She looked sadly down at Takemichi at her side.
“– I'm so sorry, Takemichi-kun.”
As Matsune looked at him with her gorgeous eyes, Takemichi's face went bright red, and he fumbled with his words.
“O-oh… um, it's OK, Matsune. Really. It's no one's fault and I don't blame them for standing up to Jack. He's a scary guy.”
Matusne nodded and gave him a sweet smile, then looked back at Ariyama.
“And Ariyama-kun, genuinely, I'm–”
“Just… forget it…”
Ariyama blew out a deep breath, pinching the bridge of his nose. His jaw clenched and unclenched continuously.
“Sorry, I just… need some time to think…”

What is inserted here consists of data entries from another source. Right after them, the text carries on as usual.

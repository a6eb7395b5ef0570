//! Comment ingestion: fetch a post's comments, keep only the ones never seen
//! before, queue each for intent analysis, and persist the ones queued.

use std::collections::HashSet;
use std::sync::Arc;

use anyhow::anyhow;
use chrono::Utc;
use tracing::{info, warn};

use variantwatch_common::{Comment, IngestReport};
use variantwatch_store::CommentStore;

use crate::queue::{QueuedTask, TaskQueue};
use crate::rate_limiter::{retry_with, BackoffPolicy, RateLimiter};
use crate::traits::CommentSource;

/// Drop repeats within one batch. First occurrence wins; order is preserved.
pub fn dedupe_in_batch(comments: Vec<Comment>) -> Vec<Comment> {
    let mut seen = HashSet::with_capacity(comments.len());
    comments
        .into_iter()
        .filter(|c| seen.insert(c.comment_id.clone()))
        .collect()
}

pub struct IngestionPipeline {
    source: Arc<dyn CommentSource>,
    comments: Arc<dyn CommentStore>,
    queue: Arc<dyn TaskQueue>,
    limiter: RateLimiter,
    backoff: BackoffPolicy,
    transient: BackoffPolicy,
}

impl IngestionPipeline {
    pub fn new(
        source: Arc<dyn CommentSource>,
        comments: Arc<dyn CommentStore>,
        queue: Arc<dyn TaskQueue>,
        limiter: RateLimiter,
    ) -> Self {
        Self {
            source,
            comments,
            queue,
            limiter,
            backoff: BackoffPolicy::default(),
            transient: BackoffPolicy::transient(),
        }
    }

    /// The comments that are neither repeated earlier in the batch nor already
    /// stored. Issues one existence query for the whole batch, retried on failure.
    pub async fn deduplicate(&self, comments: Vec<Comment>) -> anyhow::Result<Vec<Comment>> {
        let batch = dedupe_in_batch(comments);
        if batch.is_empty() {
            return Ok(batch);
        }

        let ids: Vec<String> = batch.iter().map(|c| c.comment_id.clone()).collect();
        let store = &self.comments;
        let existing = retry_with(&self.transient, |_: &anyhow::Error| true, || {
            store.existing_ids(&ids)
        })
        .await?;

        Ok(batch
            .into_iter()
            .filter(|c| !existing.contains(&c.comment_id))
            .collect())
    }

    /// Persist in one bulk write, falling back to row-by-row inserts when the
    /// bulk write fails. Returns how many rows were written.
    pub async fn store(&self, comments: &[Comment], post_id: &str) -> usize {
        if comments.is_empty() {
            return 0;
        }

        match self.comments.insert_batch(comments).await {
            Ok(inserted) => inserted as usize,
            Err(e) => {
                warn!(error = %e, post_id, count = comments.len(), "Bulk insert failed, inserting individually");
                let mut stored = 0;
                for comment in comments {
                    match self.comments.insert_one(comment).await {
                        Ok(true) => stored += 1,
                        Ok(false) => {}
                        Err(e) => warn!(
                            error = %e,
                            post_id,
                            comment_id = %comment.comment_id,
                            "Skipping comment that failed to insert"
                        ),
                    }
                }
                stored
            }
        }
    }

    /// Queue one analysis task per comment, retrying each on failure. Returns
    /// the comments the queue accepted, in input order.
    pub async fn enqueue_for_analysis(&self, comments: &[Comment], post_id: &str) -> Vec<Comment> {
        let queue = &self.queue;
        let mut accepted = Vec::with_capacity(comments.len());
        for comment in comments {
            let task = QueuedTask::analyze_comment(comment, post_id);
            let result = retry_with(&self.transient, |_: &anyhow::Error| true, || {
                queue.enqueue(task.clone())
            })
            .await;
            match result {
                Ok(()) => accepted.push(comment.clone()),
                Err(e) => warn!(
                    error = %e,
                    post_id,
                    comment_id = %comment.comment_id,
                    "Failed to queue comment for analysis, leaving it for the next run"
                ),
            }
        }
        accepted
    }

    /// Run the whole pipeline for one post. Never fails; errors come back
    /// inside the report.
    pub async fn process(&self, post_id: &str) -> IngestReport {
        match self.run(post_id).await {
            Ok(report) => report,
            Err(e) => {
                warn!(error = %e, post_id, "Comment ingestion failed");
                IngestReport::Error {
                    error: e.to_string(),
                }
            }
        }
    }

    async fn run(&self, post_id: &str) -> anyhow::Result<IngestReport> {
        let source = &self.source;
        let raw = self
            .limiter
            .call_with_backoff(&self.backoff, move || source.get_comments(post_id))
            .await
            .map_err(|e| anyhow!("failed to fetch comments for post {post_id}: {e}"))?;
        let processed_count = raw.len();

        let received_at = Utc::now();
        let valid: Vec<Comment> = raw
            .into_iter()
            .filter_map(|r| match Comment::from_raw(r, post_id, received_at) {
                Ok(c) => Some(c),
                Err(e) => {
                    warn!(error = %e, post_id, "Skipping malformed comment");
                    None
                }
            })
            .collect();

        let unique = self.deduplicate(valid).await?;
        // Only queued comments are stored; the rest stay unseen and are
        // picked up again by the next run.
        let queued = self.enqueue_for_analysis(&unique, post_id).await;
        let queued_count = queued.len();
        let stored_count = self.store(&queued, post_id).await;

        info!(
            post_id,
            processed_count,
            unique = unique.len(),
            queued_count,
            stored_count,
            "Comment ingestion complete"
        );
        Ok(IngestReport::Success {
            processed_count,
            queued_count,
            stored_count,
        })
    }
}

#[cfg(test)]
mod tests {
    use super::*;

    fn comment(id: &str) -> Comment {
        Comment {
            comment_id: id.to_string(),
            post_id: "p1".to_string(),
            text: format!("text {id}"),
            author: "a".to_string(),
            timestamp: Utc::now(),
        }
    }

    fn ids(comments: &[Comment]) -> Vec<&str> {
        comments.iter().map(|c| c.comment_id.as_str()).collect()
    }

    #[test]
    fn first_occurrence_wins_in_order() {
        let mut dup = comment("a");
        dup.text = "second copy".to_string();
        let out = dedupe_in_batch(vec![comment("c"), comment("a"), comment("b"), dup, comment("c")]);
        assert_eq!(ids(&out), ["c", "a", "b"]);
        assert_eq!(out[1].text, "text a");
    }

    #[test]
    fn dedupe_is_idempotent_over_concatenation() {
        let batch = vec![comment("x"), comment("y"), comment("x"), comment("z")];
        let once = dedupe_in_batch(batch.clone());
        let mut again = once.clone();
        again.extend(batch);
        assert_eq!(ids(&dedupe_in_batch(again)), ids(&once));
    }
}
use std::env;
use std::str::FromStr;

use crate::error::VariantWatchError;

/// Application configuration loaded from environment variables.
#[derive(Debug, Clone)]
pub struct Config {
    // Postgres
    pub database_url: String,

    // Social platform API
    pub platform_api_url: String,
    pub platform_api_token: String,
    /// Per-minute call quota. Sets both bucket capacity and steady refill rate.
    pub platform_calls_per_minute: u32,

    // Kill cleanup
    pub rotation_webhook_url: Option<String>,

    // Poller cadence
    pub monitor_initial_delay_secs: u64,
    pub monitor_interval_secs: u64,
    pub monitor_error_backoff_secs: u64,

    // Web server
    pub web_host: String,
    pub web_port: u16,
}

impl Config {
    pub fn from_env() -> Result<Self, VariantWatchError> {
        Ok(Self {
            database_url: required_env("DATABASE_URL")?,
            platform_api_url: required_env("PLATFORM_API_URL")?,
            platform_api_token: required_env("PLATFORM_API_TOKEN")?,
            platform_calls_per_minute: parsed_env("PLATFORM_CALLS_PER_MINUTE", 200)?,
            rotation_webhook_url: env::var("ROTATION_WEBHOOK_URL")
                .ok()
                .filter(|v| !v.trim().is_empty()),
            monitor_initial_delay_secs: parsed_env("MONITOR_INITIAL_DELAY_SECS", 30)?,
            monitor_interval_secs: parsed_env("MONITOR_INTERVAL_SECS", 30)?,
            monitor_error_backoff_secs: parsed_env("MONITOR_ERROR_BACKOFF_SECS", 60)?,
            web_host: env::var("WEB_HOST").unwrap_or_else(|_| "0.0.0.0".to_string()),
            web_port: parsed_env("WEB_PORT", 3000)?,
        })
    }

    pub fn log_redacted(&self) {
        tracing::info!("Config loaded:");
        tracing::info!("  DATABASE_URL: {}", preview(&self.database_url));
        tracing::info!("  PLATFORM_API_URL: {}", self.platform_api_url);
        tracing::info!("  PLATFORM_API_TOKEN: {}", preview(&self.platform_api_token));
        tracing::info!("  PLATFORM_CALLS_PER_MINUTE: {}", self.platform_calls_per_minute);
        tracing::info!(
            "  ROTATION_WEBHOOK_URL: {}",
            self.rotation_webhook_url
                .as_deref()
                .map(preview)
                .unwrap_or_else(|| "<not set>".to_string())
        );
        tracing::info!(
            "  MONITOR cadence: initial={}s interval={}s error_backoff={}s",
            self.monitor_initial_delay_secs,
            self.monitor_interval_secs,
            self.monitor_error_backoff_secs
        );
        tracing::info!("  WEB: {}:{}", self.web_host, self.web_port);
    }
}

fn preview(val: &str) -> String {
    let n = val.char_indices().nth(5).map(|(i, _)| i).unwrap_or(val.len());
    format!("{}...({} chars)", &val[..n], val.len())
}

fn required_env(key: &str) -> Result<String, VariantWatchError> {
    env::var(key)
        .ok()
        .filter(|v| !v.trim().is_empty())
        .ok_or_else(|| VariantWatchError::Config(format!("{key} environment variable is required")))
}

fn parsed_env<T: FromStr>(key: &str, default: T) -> Result<T, VariantWatchError> {
    match env::var(key) {
        Ok(raw) => raw
            .trim()
            .parse()
            .map_err(|_| VariantWatchError::Config(format!("{key} must be a number, got {raw:?}"))),
        Err(_) => Ok(default),
    }
}
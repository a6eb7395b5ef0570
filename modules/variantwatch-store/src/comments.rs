//! Comment persistence. Existence checks are one bulk query per batch.

use std::collections::HashSet;

use anyhow::Result;
use async_trait::async_trait;
use chrono::{DateTime, Utc};
use sqlx::PgPool;

use variantwatch_common::Comment;

#[async_trait]
pub trait CommentStore: Send + Sync {
    /// Which of `ids` are already persisted. Must issue a single query regardless of `ids.len()`.
    async fn existing_ids(&self, ids: &[String]) -> Result<HashSet<String>>;

    /// Insert every comment in one write. Conflicting IDs are skipped.
    /// Returns the number of rows actually inserted.
    async fn insert_batch(&self, comments: &[Comment]) -> Result<u64>;

    /// Insert a single comment, skipping on conflict. Returns true if a row was written.
    async fn insert_one(&self, comment: &Comment) -> Result<bool>;
}

#[derive(Clone)]
pub struct PgCommentStore {
    pool: PgPool,
}

impl PgCommentStore {
    pub fn new(pool: PgPool) -> Self {
        Self { pool }
    }
}

#[async_trait]
impl CommentStore for PgCommentStore {
    async fn existing_ids(&self, ids: &[String]) -> Result<HashSet<String>> {
        if ids.is_empty() {
            return Ok(HashSet::new());
        }

        let rows = sqlx::query_scalar::<_, String>(
            "SELECT comment_id FROM comments WHERE comment_id = ANY($1)",
        )
        .bind(ids)
        .fetch_all(&self.pool)
        .await?;

        Ok(rows.into_iter().collect())
    }

    async fn insert_batch(&self, comments: &[Comment]) -> Result<u64> {
        if comments.is_empty() {
            return Ok(0);
        }

        let mut ids = Vec::with_capacity(comments.len());
        let mut post_ids = Vec::with_capacity(comments.len());
        let mut texts = Vec::with_capacity(comments.len());
        let mut authors = Vec::with_capacity(comments.len());
        let mut timestamps: Vec<DateTime<Utc>> = Vec::with_capacity(comments.len());
        for c in comments {
            ids.push(c.comment_id.as_str());
            post_ids.push(c.post_id.as_str());
            texts.push(c.text.as_str());
            authors.push(c.author.as_str());
            timestamps.push(c.timestamp);
        }

        let result = sqlx::query(
            r#"
            INSERT INTO comments (comment_id, post_id, text, author, timestamp)
            SELECT * FROM UNNEST($1::text[], $2::text[], $3::text[], $4::text[], $5::timestamptz[])
            ON CONFLICT (comment_id) DO NOTHING
            "#,
        )
        .bind(&ids)
        .bind(&post_ids)
        .bind(&texts)
        .bind(&authors)
        .bind(&timestamps)
        .execute(&self.pool)
        .await?;

        Ok(result.rows_affected())
    }

    async fn insert_one(&self, comment: &Comment) -> Result<bool> {
        let result = sqlx::query(
            r#"
            INSERT INTO comments (comment_id, post_id, text, author, timestamp)
            VALUES ($1, $2, $3, $4, $5)
            ON CONFLICT (comment_id) DO NOTHING
            "#,
        )
        .bind(&comment.comment_id)
        .bind(&comment.post_id)
        .bind(&comment.text)
        .bind(&comment.author)
        .bind(comment.timestamp)
        .execute(&self.pool)
        .await?;

        Ok(result.rows_affected() == 1)
    }
}
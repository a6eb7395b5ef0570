//! Comment ingestion against in-memory store, queue and source.

use std::sync::atomic::{AtomicUsize, Ordering};
use std::sync::Arc;

use async_trait::async_trait;
use chrono::Utc;
use variantwatch_common::{Comment, IngestReport, RawComment};
use variantwatch_monitor::queue::ANALYZE_COMMENT_TASK;
use variantwatch_monitor::{
    CommentSource, IngestionPipeline, MemoryTaskQueue, QueuedTask, RateLimiter, SourceError,
    TaskPriority, TaskQueue,
};
use variantwatch_store::MemoryStore;

// ---------------------------------------------------------------------------
// Fakes
// ---------------------------------------------------------------------------

struct FixedComments {
    response: Result<Vec<RawComment>, SourceError>,
    calls: AtomicUsize,
}

impl FixedComments {
    fn ok(comments: Vec<RawComment>) -> Self {
        Self {
            response: Ok(comments),
            calls: AtomicUsize::new(0),
        }
    }

    fn failing(err: SourceError) -> Self {
        Self {
            response: Err(err),
            calls: AtomicUsize::new(0),
        }
    }
}

#[async_trait]
impl CommentSource for FixedComments {
    async fn get_comments(&self, _post_id: &str) -> Result<Vec<RawComment>, SourceError> {
        self.calls.fetch_add(1, Ordering::SeqCst);
        self.response.clone()
    }
}

fn raw(id: &str) -> RawComment {
    RawComment {
        id: Some(id.to_string()),
        post_id: Some("post-1".to_string()),
        text: Some(format!("comment {id}")),
        author: Some("viewer".to_string()),
        timestamp: Some(Utc::now()),
    }
}

fn comment(id: &str) -> Comment {
    Comment::from_raw(raw(id), "post-1", Utc::now()).unwrap()
}

struct Fixture {
    pipeline: IngestionPipeline,
    store: Arc<MemoryStore>,
    queue: Arc<MemoryTaskQueue>,
}

fn fixture(source: FixedComments) -> Fixture {
    let store = Arc::new(MemoryStore::new());
    let queue = Arc::new(MemoryTaskQueue::new());
    let pipeline = IngestionPipeline::new(
        Arc::new(source),
        store.clone(),
        queue.clone(),
        RateLimiter::new(100.0, 100.0),
    );
    Fixture {
        pipeline,
        store,
        queue,
    }
}

fn ids(comments: &[Comment]) -> Vec<&str> {
    comments.iter().map(|c| c.comment_id.as_str()).collect()
}

// ---------------------------------------------------------------------------
// Deduplication
// ---------------------------------------------------------------------------

#[tokio::test]
async fn deduplicate_uses_one_existence_query_for_any_batch_size() {
    let f = fixture(FixedComments::ok(vec![]));
    let batch: Vec<Comment> = (0..2_000).map(|i| comment(&format!("c{i}"))).collect();

    let unique = f.pipeline.deduplicate(batch).await.unwrap();

    assert_eq!(unique.len(), 2_000);
    assert_eq!(f.store.existence_queries(), 1);
}

#[tokio::test]
async fn deduplicate_drops_stored_and_repeated_keeping_order() {
    let f = fixture(FixedComments::ok(vec![]));
    f.pipeline.store(&[comment("b")], "post-1").await;

    let unique = f
        .pipeline
        .deduplicate(vec![
            comment("d"),
            comment("b"),
            comment("a"),
            comment("d"),
            comment("c"),
        ])
        .await
        .unwrap();

    assert_eq!(ids(&unique), ["d", "a", "c"]);
}

#[tokio::test]
async fn empty_batch_skips_existence_query() {
    let f = fixture(FixedComments::ok(vec![]));
    assert!(f.pipeline.deduplicate(vec![]).await.unwrap().is_empty());
    assert_eq!(f.store.existence_queries(), 0);
}

// ---------------------------------------------------------------------------
// Storage
// ---------------------------------------------------------------------------

#[tokio::test]
async fn bulk_failure_falls_back_to_single_inserts() {
    let f = fixture(FixedComments::ok(vec![]));
    f.store.set_fail_bulk_insert(true);
    f.store.reject_comment("bad");

    let stored = f
        .pipeline
        .store(&[comment("a"), comment("bad"), comment("c")], "post-1")
        .await;

    assert_eq!(stored, 2);
    assert!(f.store.has_comment("a"));
    assert!(!f.store.has_comment("bad"));
    assert!(f.store.has_comment("c"));
}

// ---------------------------------------------------------------------------
// Full pipeline
// ---------------------------------------------------------------------------

#[tokio::test]
async fn second_run_finds_nothing_new() {
    let f = fixture(FixedComments::ok(vec![raw("a"), raw("b"), raw("a"), raw("c")]));

    let first = f.pipeline.process("post-1").await;
    assert_eq!(
        first,
        IngestReport::Success {
            processed_count: 4,
            queued_count: 3,
            stored_count: 3,
        }
    );

    let second = f.pipeline.process("post-1").await;
    assert_eq!(
        second,
        IngestReport::Success {
            processed_count: 4,
            queued_count: 0,
            stored_count: 0,
        }
    );
    assert_eq!(f.store.comment_count(), 3);
    assert_eq!(f.queue.tasks().len(), 3);
}

#[tokio::test]
async fn queued_tasks_are_low_priority_analysis() {
    let f = fixture(FixedComments::ok(vec![raw("a"), raw("b")]));
    f.pipeline.process("post-1").await;

    let tasks = f.queue.tasks();
    assert_eq!(tasks.len(), 2);
    for task in &tasks {
        assert_eq!(task.task_name, ANALYZE_COMMENT_TASK);
        assert_eq!(task.priority, TaskPriority::Analysis);
        assert!(task.priority < TaskPriority::Generation);
        assert_eq!(task.args[1], "post-1");
    }
    assert_eq!(tasks[0].args[0]["comment_id"], "a");
    assert_eq!(tasks[1].args[0]["comment_id"], "b");
}

#[tokio::test]
async fn malformed_records_are_skipped() {
    let no_id = RawComment {
        id: None,
        ..raw("x")
    };
    let no_text = RawComment {
        text: None,
        ..raw("y")
    };
    let f = fixture(FixedComments::ok(vec![raw("a"), no_id, no_text, raw("b")]));

    let report = f.pipeline.process("post-1").await;

    assert_eq!(
        report,
        IngestReport::Success {
            processed_count: 4,
            queued_count: 2,
            stored_count: 2,
        }
    );
}

#[tokio::test]
async fn fetch_failure_becomes_error_report() {
    let f = fixture(FixedComments::failing(SourceError::Failed(
        "500 Internal Server Error".to_string(),
    )));

    let report = f.pipeline.process("post-1").await;

    assert!(!report.is_success());
    let IngestReport::Error { error } = report else {
        panic!("expected error report");
    };
    assert!(error.contains("post-1"));
    assert_eq!(f.store.comment_count(), 0);
}

#[tokio::test(start_paused = true)]
async fn storage_outage_becomes_error_report() {
    let f = fixture(FixedComments::ok(vec![raw("a")]));
    f.store.set_fail_existence_check(true);

    let report = f.pipeline.process("post-1").await;

    assert!(matches!(report, IngestReport::Error { .. }));
    assert_eq!(f.store.existence_queries(), 3);
    assert!(f.queue.tasks().is_empty());
}

#[tokio::test(start_paused = true)]
async fn unqueued_comments_are_not_stored_and_come_back_next_run() {
    let f = fixture(FixedComments::ok(vec![raw("a"), raw("b")]));
    f.queue.set_fail(true);

    let report = f.pipeline.process("post-1").await;

    assert_eq!(
        report,
        IngestReport::Success {
            processed_count: 2,
            queued_count: 0,
            stored_count: 0,
        }
    );
    assert_eq!(f.store.comment_count(), 0);

    f.queue.set_fail(false);
    let report = f.pipeline.process("post-1").await;

    assert_eq!(
        report,
        IngestReport::Success {
            processed_count: 2,
            queued_count: 2,
            stored_count: 2,
        }
    );
    assert_eq!(f.queue.tasks().len(), 2);
}

#[tokio::test(start_paused = true)]
async fn queue_blip_is_retried_before_giving_up() {
    struct FailsOnce {
        inner: MemoryTaskQueue,
        calls: AtomicUsize,
    }

    #[async_trait]
    impl TaskQueue for FailsOnce {
        async fn enqueue(&self, task: QueuedTask) -> anyhow::Result<()> {
            if self.calls.fetch_add(1, Ordering::SeqCst) == 0 {
                anyhow::bail!("connection reset");
            }
            self.inner.enqueue(task).await
        }
    }

    let store = Arc::new(MemoryStore::new());
    let queue = Arc::new(FailsOnce {
        inner: MemoryTaskQueue::new(),
        calls: AtomicUsize::new(0),
    });
    let pipeline = IngestionPipeline::new(
        Arc::new(FixedComments::ok(vec![raw("a")])),
        store.clone(),
        queue.clone(),
        RateLimiter::new(100.0, 100.0),
    );

    let report = pipeline.process("post-1").await;

    assert_eq!(
        report,
        IngestReport::Success {
            processed_count: 1,
            queued_count: 1,
            stored_count: 1,
        }
    );
    assert_eq!(queue.calls.load(Ordering::SeqCst), 2);
    assert_eq!(queue.inner.tasks().len(), 1);
    assert!(store.has_comment("a"));
}

#[tokio::test(start_paused = true)]
async fn existence_check_blip_is_retried() {
    let f = fixture(FixedComments::ok(vec![raw("a")]));
    f.store.set_fail_existence_check(true);

    let store = f.store.clone();
    let recover = tokio::spawn(async move {
        tokio::time::sleep(std::time::Duration::from_millis(500)).await;
        store.set_fail_existence_check(false);
    });

    let report = f.pipeline.process("post-1").await;
    recover.await.unwrap();

    assert!(report.is_success());
    assert_eq!(f.store.existence_queries(), 2);
    assert!(f.store.has_comment("a"));
}

#[tokio::test(start_paused = true)]
async fn rate_limited_fetch_is_retried() {
    struct LimitedOnce {
        calls: AtomicUsize,
    }

    #[async_trait]
    impl CommentSource for LimitedOnce {
        async fn get_comments(&self, _post_id: &str) -> Result<Vec<RawComment>, SourceError> {
            if self.calls.fetch_add(1, Ordering::SeqCst) == 0 {
                Err(SourceError::RateLimited)
            } else {
                Ok(vec![raw("a")])
            }
        }
    }

    let store = Arc::new(MemoryStore::new());
    let source = Arc::new(LimitedOnce {
        calls: AtomicUsize::new(0),
    });
    let pipeline = IngestionPipeline::new(
        source.clone(),
        store.clone(),
        Arc::new(MemoryTaskQueue::new()),
        RateLimiter::new(10.0, 10.0),
    );

    let report = pipeline.process("post-1").await;

    assert!(report.is_success());
    assert_eq!(source.calls.load(Ordering::SeqCst), 2);
    assert!(store.has_comment("a"));
}
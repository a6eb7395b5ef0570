use thiserror::Error;

pub type Result<T> = std::result::Result<T, PlatformError>;

#[derive(Debug, Error)]
pub enum PlatformError {
    #[error("Network error: {0}")]
    Network(String),

    #[error("API error (status {status}): {message}")]
    Api { status: u16, message: String },

    /// HTTP 429. `retry_after_secs` is taken from the `Retry-After` header when present.
    #[error("Rate limited by platform (retry after {retry_after_secs:?}s)")]
    RateLimited { retry_after_secs: Option<u64> },

    #[error("Parse error: {0}")]
    Parse(String),
}

impl PlatformError {
    pub fn is_rate_limited(&self) -> bool {
        matches!(self, PlatformError::RateLimited { .. })
    }

    /// Network failures and 5xx responses are worth another attempt.
    pub fn is_transient(&self) -> bool {
        match self {
            PlatformError::Network(_) => true,
            PlatformError::Api { status, .. } => *status >= 500,
            _ => false,
        }
    }
}

impl From<reqwest::Error> for PlatformError {
    fn from(err: reqwest::Error) -> Self {
        PlatformError::Network(err.to_string())
    }
}

impl From<serde_json::Error> for PlatformError {
    fn from(err: serde_json::Error) -> Self {
        PlatformError::Parse(err.to_string())
    }
}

He shook his head in disbelief – at himself, mainly – feeling like a hole had opened in his stomach.
Without another word, he left Matsune and Takemichi alone, barging his way into the doorway and quickly being drowned in the darkness within the structure.
His mind was filled with other thoughts, so Ariyama nearly tripped multiple times on the debris left scattered across the floor of the building.
It took a moment for his eyes to adjust to the darkness inside, and when they did, Ariyama forgot all about his feelings about Matsune and Takemichi and Jack and his family.
The interior was a mass of darkness, the peeling walls and shattered floor barely visible behind the blindfold of black that covered everything.
Cautious, Ariyama took a few steps forward, his gaze focused on his feet to ensure he didn’t trip. The others only entered a little bit before him, so he was surprised when he couldn’t even hear the echoes of their voices bouncing off the walls.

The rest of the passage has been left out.